PNNL smartphone microscope helping educators and first responders across the nation
As a way to expand the world of science in the classroom and out in the field, scientists in Richland created a cell phone microscope for only pennies.
Ron Thomas with the Pacific Northwest National Laboratory says a plastic clip made with a 3D printer, fitted with a small glass bead, will fit right over a smartphone camera.
"Microscopes can be $300 to $1,000 per instrument, and that same instrument has to be shared by of course the average classroom size and what we recognized that we can give them the same capability through the use of their smartphones, which most students have, as well as, the instructors," says Thomas.
Thomas says several of the STEM programs, as well as, high schools in the area and in the state, have been given the microscopes. The DOE has even sent several to schools in Washington D.C.
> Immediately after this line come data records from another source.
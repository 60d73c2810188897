mod bootstrap;
mod build;
mod init;
mod service;

pub use bootstrap::{BootstrapArgs, cmd_bootstrap};
pub use build::{BuildArgs, cmd_build};
pub use init::{InitArgs, cmd_init};
pub use service::{ServiceCommands, cmd_service};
The device is not only used in the classroom but as a inexpensive tool for first responders or a HAZMAT team in the field. Experts say if a HAZMAT team needed to figure out if a white powder is a threat or a hoax, responders can use the microscope, take a picture of the powder and send it to a trained microbiologist.
"If you are out there in an area, for example like a hot zone and you have to bring in all your instrumentation in there, it could potentially get contaminated. Having something that could be disposable or very easily disinfected without having a lot of capital asset costs, makes it quite powerful and compelling," says Thomas.
Thomas says the microscopes have been given to first responders across the country, as well as, the medical community and Doctors Without Boarders.
Anyone with a 3-D printer or access to one, can make this cell phone microscope. If you would like to try to make one yourself, PNNL has posted all the instructions online as a way to give back to the community.